WHAT THE EXERCISE ASKS: From the data underneath, reproduce exactly the stretch that begins at the line with "usize, word: &[u8])" and ends after the line with "The scan never".

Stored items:
----

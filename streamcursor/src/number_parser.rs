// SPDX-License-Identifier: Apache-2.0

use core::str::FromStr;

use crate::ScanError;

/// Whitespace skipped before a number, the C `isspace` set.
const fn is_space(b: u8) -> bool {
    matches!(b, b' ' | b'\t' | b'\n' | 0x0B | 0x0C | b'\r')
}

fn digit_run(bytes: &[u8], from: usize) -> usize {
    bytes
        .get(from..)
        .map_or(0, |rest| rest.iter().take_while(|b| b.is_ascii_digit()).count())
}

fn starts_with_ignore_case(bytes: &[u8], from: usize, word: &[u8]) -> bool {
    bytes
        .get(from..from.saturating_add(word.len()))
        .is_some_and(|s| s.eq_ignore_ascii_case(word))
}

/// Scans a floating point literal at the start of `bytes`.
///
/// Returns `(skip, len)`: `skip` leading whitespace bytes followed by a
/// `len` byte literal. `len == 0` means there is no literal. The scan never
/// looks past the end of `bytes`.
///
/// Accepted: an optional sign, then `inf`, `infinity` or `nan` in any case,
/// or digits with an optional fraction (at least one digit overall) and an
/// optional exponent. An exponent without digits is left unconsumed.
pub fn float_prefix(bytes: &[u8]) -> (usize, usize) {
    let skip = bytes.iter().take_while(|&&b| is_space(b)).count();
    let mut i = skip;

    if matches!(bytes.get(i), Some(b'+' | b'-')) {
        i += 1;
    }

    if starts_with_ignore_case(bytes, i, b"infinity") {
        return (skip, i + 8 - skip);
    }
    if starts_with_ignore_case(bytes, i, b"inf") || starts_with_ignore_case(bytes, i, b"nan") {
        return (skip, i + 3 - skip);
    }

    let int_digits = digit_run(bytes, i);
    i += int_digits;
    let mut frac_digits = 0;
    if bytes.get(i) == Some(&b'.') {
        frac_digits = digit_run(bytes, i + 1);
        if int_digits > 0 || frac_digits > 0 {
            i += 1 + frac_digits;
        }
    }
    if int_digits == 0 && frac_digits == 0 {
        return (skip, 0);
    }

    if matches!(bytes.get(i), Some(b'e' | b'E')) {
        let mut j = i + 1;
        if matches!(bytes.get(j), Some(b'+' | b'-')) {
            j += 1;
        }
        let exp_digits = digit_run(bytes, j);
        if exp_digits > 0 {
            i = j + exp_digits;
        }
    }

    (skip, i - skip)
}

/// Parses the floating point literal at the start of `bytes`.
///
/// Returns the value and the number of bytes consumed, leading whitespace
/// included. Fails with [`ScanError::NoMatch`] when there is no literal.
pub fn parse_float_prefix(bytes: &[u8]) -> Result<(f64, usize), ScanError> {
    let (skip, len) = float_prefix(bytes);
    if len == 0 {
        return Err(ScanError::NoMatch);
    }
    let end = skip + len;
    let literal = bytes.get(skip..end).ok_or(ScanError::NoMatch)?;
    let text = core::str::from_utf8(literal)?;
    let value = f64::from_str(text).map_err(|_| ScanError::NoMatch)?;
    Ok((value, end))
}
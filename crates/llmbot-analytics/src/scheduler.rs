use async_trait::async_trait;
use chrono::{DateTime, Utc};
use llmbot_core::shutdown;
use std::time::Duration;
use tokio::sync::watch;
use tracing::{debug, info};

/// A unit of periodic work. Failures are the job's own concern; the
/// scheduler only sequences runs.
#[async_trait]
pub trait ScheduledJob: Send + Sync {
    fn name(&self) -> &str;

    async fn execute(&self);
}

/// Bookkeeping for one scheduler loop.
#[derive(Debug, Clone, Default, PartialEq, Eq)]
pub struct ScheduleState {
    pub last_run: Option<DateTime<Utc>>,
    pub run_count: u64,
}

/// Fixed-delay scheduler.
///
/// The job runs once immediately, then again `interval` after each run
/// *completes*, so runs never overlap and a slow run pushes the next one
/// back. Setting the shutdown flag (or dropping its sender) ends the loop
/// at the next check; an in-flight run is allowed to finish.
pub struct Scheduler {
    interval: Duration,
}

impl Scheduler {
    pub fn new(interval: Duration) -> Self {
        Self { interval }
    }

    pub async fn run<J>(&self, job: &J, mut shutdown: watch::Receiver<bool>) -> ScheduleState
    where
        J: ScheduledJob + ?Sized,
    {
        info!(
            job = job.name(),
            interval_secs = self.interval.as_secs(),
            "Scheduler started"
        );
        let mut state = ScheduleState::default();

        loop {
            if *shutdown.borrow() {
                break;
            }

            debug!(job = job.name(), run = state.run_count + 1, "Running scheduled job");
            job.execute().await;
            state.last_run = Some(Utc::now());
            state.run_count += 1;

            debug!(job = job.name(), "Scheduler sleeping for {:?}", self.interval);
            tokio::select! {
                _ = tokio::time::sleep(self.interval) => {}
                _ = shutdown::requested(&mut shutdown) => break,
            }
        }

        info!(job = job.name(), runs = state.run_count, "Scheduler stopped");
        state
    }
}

----

EXERCISE ANSWER:
fn starts_with_ignore_case(bytes: &[u8], from: usize, word: &[u8]) -> bool {
    bytes
        .get(from..from.saturating_add(word.len()))
        .is_some_and(|s| s.eq_ignore_ascii_case(word))
}

/// Scans a floating point literal at the start of `bytes`.
///
/// Returns `(skip, len)`: `skip` leading whitespace bytes followed by a
/// `len` byte literal. `len == 0` means there is no literal. The scan never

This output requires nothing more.